Suicide in Ukraine is a common cause of unnatural death and a serious social issue. In 2009, Ukraine ranked 13th in the world by its total suicide per 100,000 people. Suicide is Ukraine's most common type of injury death. Suicide is a leading cause of death in the Ukrainian army (data for 2012; before the beginning of the Russia-Ukraine war).

Statistics

Suicide in Ukrainian army 
Suicide is a leading cause of death in Ukrainian Army causing 18% to 50% of all deaths. Long-lasting psychogenic disorders caused by difficulties with Army lifestyle, inability to adopt to the environment and the stress of life are the primary reasons of suicides.

Multicenter Study on Parasuicides did a 1-year monitoring of suicidal behavior among Ukrainian soldiers based on World Health Organization guidelines. The study revealed–
 Average age of suicide attempters was 19.9 years.
 65% of suicide attempts required hospital treatment, others needed outpatient examination.
 Frequent suicide attempt methods included–
 Hanging (54.5%)
 Cutting (27.3%)
 Jumping from high places (9.1%)
 Overdose of barbiturates or other sedative drugs (9.1%).

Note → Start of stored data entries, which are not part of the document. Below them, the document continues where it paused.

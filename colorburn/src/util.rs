// Copyright (c) the colorburn authors. All rights reserved.
//
// Use of this source code is governed by a BSD-style
// license that can be found in the LICENSE file.

pub mod tracing_wrappers;
// Copyright (c) the colorburn authors. All rights reserved.
//
// Use of this source code is governed by a BSD-style
// license that can be found in the LICENSE file.

#![allow(unsafe_code)]

use std::arch::aarch64::*;
use std::arch::is_aarch64_feature_detected;

simd_vector!(
    isa: Neon,
    descriptor: NeonDescriptor,
    vector: F32VecNeon(float32x4_t; 4),
    feature: "neon",
    detected: cfg!(feature = "neon") && is_aarch64_feature_detected!("neon"),
    load: vld1q_f32,
    store: vst1q_f32,
    splat: vdupq_n_f32,
    // vminq_f32/vmaxq_f32 propagate NaN from either side, so compare and select instead.
    min: |a, b| vbslq_f32(vcltq_f32(a, b), a, b),
    max: |a, b| vbslq_f32(vcgtq_f32(a, b), a, b),
    ops: {
        Add::add => vaddq_f32,
        Sub::sub => vsubq_f32,
        Mul::mul => vmulq_f32,
        Div::div => vdivq_f32,
    },
);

Notable Ukrainians who committed suicide 
 Oleksandr Kovalenko, professional footballer, committed suicide by jumping from his apartment
 Vasyl Yevseyev, footballer and coach, suicide by jumping
 Mykhailo Chechetov, politician, deputy head and chief whip of Party of Regions, suicide by jumping from his apartment

Suicide prevention 
The Ukrainian Government and different national and international organizations make individual attempts and initiatives to prevent suicides in Ukraine. Various associations provide help and suggestions to people who are trying to commit suicide.